[Dataset items]
<<<<

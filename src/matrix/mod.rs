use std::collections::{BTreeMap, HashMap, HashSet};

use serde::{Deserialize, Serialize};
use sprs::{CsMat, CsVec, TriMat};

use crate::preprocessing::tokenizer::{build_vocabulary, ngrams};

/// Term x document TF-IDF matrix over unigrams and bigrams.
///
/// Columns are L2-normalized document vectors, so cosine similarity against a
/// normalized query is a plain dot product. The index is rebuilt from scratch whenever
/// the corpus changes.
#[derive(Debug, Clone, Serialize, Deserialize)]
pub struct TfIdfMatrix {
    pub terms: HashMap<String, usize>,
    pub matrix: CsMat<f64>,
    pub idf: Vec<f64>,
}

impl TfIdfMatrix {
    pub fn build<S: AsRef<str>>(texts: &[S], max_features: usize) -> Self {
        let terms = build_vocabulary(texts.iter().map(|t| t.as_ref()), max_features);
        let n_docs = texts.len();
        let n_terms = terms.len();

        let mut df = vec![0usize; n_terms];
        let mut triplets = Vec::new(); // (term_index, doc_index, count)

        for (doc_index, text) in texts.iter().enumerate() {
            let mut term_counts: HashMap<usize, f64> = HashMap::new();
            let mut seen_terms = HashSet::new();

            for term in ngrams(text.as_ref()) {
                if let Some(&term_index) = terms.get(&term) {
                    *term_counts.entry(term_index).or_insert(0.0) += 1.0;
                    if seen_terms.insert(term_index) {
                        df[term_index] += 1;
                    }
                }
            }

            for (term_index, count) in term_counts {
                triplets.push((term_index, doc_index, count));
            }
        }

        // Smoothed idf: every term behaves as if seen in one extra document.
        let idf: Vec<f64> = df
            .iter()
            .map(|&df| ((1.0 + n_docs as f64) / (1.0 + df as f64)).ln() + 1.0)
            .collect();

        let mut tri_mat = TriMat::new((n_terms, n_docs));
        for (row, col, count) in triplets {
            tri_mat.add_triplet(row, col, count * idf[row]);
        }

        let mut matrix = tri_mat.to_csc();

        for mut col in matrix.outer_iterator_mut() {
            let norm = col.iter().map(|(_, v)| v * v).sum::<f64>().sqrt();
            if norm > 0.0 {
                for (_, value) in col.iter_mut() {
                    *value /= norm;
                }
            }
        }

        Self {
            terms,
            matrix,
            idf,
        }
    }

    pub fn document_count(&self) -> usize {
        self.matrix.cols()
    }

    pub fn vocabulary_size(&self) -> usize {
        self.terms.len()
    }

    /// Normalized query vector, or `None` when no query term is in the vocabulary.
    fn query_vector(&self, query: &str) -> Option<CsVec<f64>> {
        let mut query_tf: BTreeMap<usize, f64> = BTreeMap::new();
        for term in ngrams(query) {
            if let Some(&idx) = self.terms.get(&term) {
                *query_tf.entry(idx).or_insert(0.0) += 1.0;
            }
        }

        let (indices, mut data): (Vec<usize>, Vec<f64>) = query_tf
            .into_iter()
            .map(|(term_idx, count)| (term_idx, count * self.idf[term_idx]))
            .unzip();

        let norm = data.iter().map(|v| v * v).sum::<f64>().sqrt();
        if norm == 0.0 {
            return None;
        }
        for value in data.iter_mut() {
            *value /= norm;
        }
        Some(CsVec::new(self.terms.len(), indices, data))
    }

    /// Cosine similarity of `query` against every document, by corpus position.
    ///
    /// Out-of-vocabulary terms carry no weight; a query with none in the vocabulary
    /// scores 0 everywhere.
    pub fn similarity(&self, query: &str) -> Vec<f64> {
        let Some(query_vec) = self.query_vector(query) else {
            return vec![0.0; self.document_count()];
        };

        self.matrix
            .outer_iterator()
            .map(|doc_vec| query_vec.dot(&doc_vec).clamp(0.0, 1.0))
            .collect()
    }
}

>>>>

The lines above from the one with "from scratch whenever" through the one with "let mut term_counts: HashMap<usize, f64>" are to be duplicated exactly, ends included, with nothing added.

/// normalized query is a plain dot product. The index is rebuilt from scratch whenever
/// the corpus changes.
#[derive(Debug, Clone, Serialize, Deserialize)]
pub struct TfIdfMatrix {
    pub terms: HashMap<String, usize>,
    pub matrix: CsMat<f64>,
    pub idf: Vec<f64>,
}

impl TfIdfMatrix {
    pub fn build<S: AsRef<str>>(texts: &[S], max_features: usize) -> Self {
        let terms = build_vocabulary(texts.iter().map(|t| t.as_ref()), max_features);
        let n_docs = texts.len();
        let n_terms = terms.len();

        let mut df = vec![0usize; n_terms];
        let mut triplets = Vec::new(); // (term_index, doc_index, count)

        for (doc_index, text) in texts.iter().enumerate() {
            let mut term_counts: HashMap<usize, f64> = HashMap::new();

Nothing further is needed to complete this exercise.